### Action item:
Return all lines from the entries below in which the word "Deserialize" is present.

(Stored entries)
——

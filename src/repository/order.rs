use super::{RecordId, RecordRef};
use chrono::{DateTime, NaiveDate, Utc};
use serde::{Deserialize, Serialize};

/// Canonical order as the rest of the service sees it. The sweep only ever
/// reads these fields and writes the two notified-at markers.
#[derive(Serialize, Clone, Debug)]
pub struct Order {
    pub id: String,
    pub renter: Option<String>,
    pub lister: Option<String>,
    pub pickup_due: Option<NaiveDate>,
    pub return_due: Option<NaiveDate>,
    /// Idempotency markers. Presence is the guard; the contents are
    /// timestamps we write but never interpret.
    pub pickup_notified_at: Option<String>,
    pub return_notified_at: Option<String>,
    pub is_paid: bool,
}

/// Order exactly as the record store delivers it. Field keys must match the
/// collection's API property names, not the pretty labels in the UI; aliases
/// cover the snake_case spellings older revisions of the app used.
#[derive(Deserialize, Debug)]
pub struct RawOrder {
    #[serde(default)]
    pub id: Option<RecordId>,
    #[serde(default, rename = "_id")]
    pub legacy_id: Option<RecordId>,
    #[serde(default, rename = "Renter", alias = "renter")]
    pub renter: Option<RecordRef>,
    #[serde(default, rename = "Lister", alias = "lister")]
    pub lister: Option<RecordRef>,
    #[serde(default, rename = "Item Pick Up Date", alias = "pickup_date")]
    pub pickup_date: Option<String>,
    #[serde(default, rename = "Return Due Date", alias = "return_date")]
    pub return_date: Option<String>,
    #[serde(default)]
    pub pickup_sms_sent_at: Option<String>,
    #[serde(default)]
    pub return_sms_sent_at: Option<String>,
    #[serde(default, rename = "isPaid", alias = "is_paid")]
    pub is_paid: Option<bool>,
}

impl RawOrder {
    /// Records without any usable id are dropped, matching how the original
    /// app skipped them. Malformed dates become `None` so the affected event
    /// is simply never due.
    pub fn into_order(self) -> Option<Order> {
        let id = self.id.or(self.legacy_id)?.into_string();
        Some(Order {
            id,
            renter: self.renter.and_then(RecordRef::first),
            lister: self.lister.and_then(RecordRef::first),
            pickup_due: self.pickup_date.as_deref().and_then(parse_calendar_day),
            return_due: self.return_date.as_deref().and_then(parse_calendar_day),
            pickup_notified_at: self.pickup_sms_sent_at,
            return_notified_at: self.return_sms_sent_at,
            is_paid: self.is_paid.unwrap_or(false),
        })
    }
}

/// The store may hold a bare date or a full timestamp; only the leading
/// calendar-day component matters, whatever the time-of-day says.
fn parse_calendar_day(raw: &str) -> Option<NaiveDate> {
    let trimmed = raw.trim();
    let day = trimmed.get(..10).unwrap_or(trimmed);
    NaiveDate::parse_from_str(day, "%Y-%m-%d").ok()
}

/// Partial update sent back to the store. Unset fields are omitted so the
/// PATCH never clobbers anything besides the marker being written.
#[derive(Serialize, Clone, Debug, Default)]
pub struct OrderPatch {
    #[serde(skip_serializing_if = "Option::is_none")]
    pub pickup_sms_sent_at: Option<String>,
    #[serde(skip_serializing_if = "Option::is_none")]
    pub return_sms_sent_at: Option<String>,
}

impl OrderPatch {
    pub fn pickup_notified(at: DateTime<Utc>) -> Self {
        Self {
            pickup_sms_sent_at: Some(at.to_rfc3339()),
            ..Self::default()
        }
    }

    pub fn return_notified(at: DateTime<Utc>) -> Self {
        Self {
            return_sms_sent_at: Some(at.to_rfc3339()),
            ..Self::default()
        }
    }
}

#[cfg(test)]
mod tests {
    use super::*;
    use serde_json::json;

    #[test]
    fn adapts_pretty_label_keys() {
        let raw: RawOrder = serde_json::from_value(json!({
            "id": 7,
            "Renter": [3],
            "Lister": 4,
            "Item Pick Up Date": "2025-06-01T23:00:00Z",
            "Return Due Date": "2025-06-08",
            "isPaid": true
        }))
        .unwrap();

        let order = raw.into_order().unwrap();
        assert_eq!(order.id, "7");
        assert_eq!(order.renter.as_deref(), Some("3"));
        assert_eq!(order.lister.as_deref(), Some("4"));
        assert_eq!(
            order.pickup_due,
            NaiveDate::from_ymd_opt(2025, 6, 1)
        );
        assert_eq!(
            order.return_due,
            NaiveDate::from_ymd_opt(2025, 6, 8)
        );
        assert!(order.is_paid);
        assert!(order.pickup_notified_at.is_none());
    }

    #[test]
    fn adapts_snake_case_aliases() {
        let raw: RawOrder = serde_json::from_value(json!({
            "_id": "abc",
            "renter": "r1",
            "pickup_date": "2025-06-01",
            "pickup_sms_sent_at": "2025-06-01T08:00:00Z",
            "is_paid": true
        }))
        .unwrap();

        let order = raw.into_order().unwrap();
        assert_eq!(order.id, "abc");
        assert_eq!(order.renter.as_deref(), Some("r1"));
        assert!(order.pickup_notified_at.is_some());
        assert!(order.lister.is_none());
        assert!(order.return_due.is_none());
    }

    #[test]
    fn drops_records_without_an_id() {
        let raw: RawOrder = serde_json::from_value(json!({ "isPaid": true })).unwrap();
        assert!(raw.into_order().is_none());
    }

    #[test]
    fn malformed_dates_become_never_due() {
        let raw: RawOrder = serde_json::from_value(json!({
            "id": 1,
            "Item Pick Up Date": "next tuesday",
            "isPaid": true
        }))
        .unwrap();
        assert!(raw.into_order().unwrap().pickup_due.is_none());
    }

    #[test]
    fn marker_patch_serializes_only_its_own_field() {
        let patch = OrderPatch::pickup_notified(Utc::now());
        let value = serde_json::to_value(&patch).unwrap();
        assert!(value.get("pickup_sms_sent_at").is_some());
        assert!(value.get("return_sms_sent_at").is_none());
    }
}
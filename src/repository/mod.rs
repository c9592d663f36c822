pub mod adalo;
pub mod order;
pub mod user;

use serde::Deserialize;

/// Adalo delivers record ids as integers in some collections and strings in
/// others. Everything downstream works with strings.
#[derive(Deserialize, Clone, Debug)]
#[serde(untagged)]
pub enum RecordId {
    Text(String),
    Number(i64),
}

impl RecordId {
    pub fn into_string(self) -> String {
        match self {
            Self::Text(id) => id,
            Self::Number(id) => id.to_string(),
        }
    }
}

/// A relationship field: a single id or a (usually single-element) list of
/// ids, depending on how the collection was configured.
#[derive(Deserialize, Clone, Debug)]
#[serde(untagged)]
pub enum RecordRef {
    One(RecordId),
    Many(Vec<RecordId>),
}

impl RecordRef {
    pub fn first(self) -> Option<String> {
        match self {
            Self::One(id) => Some(id.into_string()),
            Self::Many(ids) => ids.into_iter().next().map(RecordId::into_string),
        }
    }
}

#[cfg(test)]
mod tests {
    use super::*;

    #[test]
    fn record_ref_normalizes_to_first_id_or_none() {
        let single: RecordRef = serde_json::from_str("42").unwrap();
        assert_eq!(single.first(), Some("42".to_string()));

        let list: RecordRef = serde_json::from_str(r#"["abc", "def"]"#).unwrap();
        assert_eq!(list.first(), Some("abc".to_string()));

        let empty: RecordRef = serde_json::from_str("[]").unwrap();
        assert_eq!(empty.first(), None);
    }
}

——

### Response to this task:
use serde::{Deserialize, Serialize};
#[derive(Deserialize, Debug)]
use serde::Deserialize;
#[derive(Deserialize, Clone, Debug)]
#[derive(Deserialize, Clone, Debug)]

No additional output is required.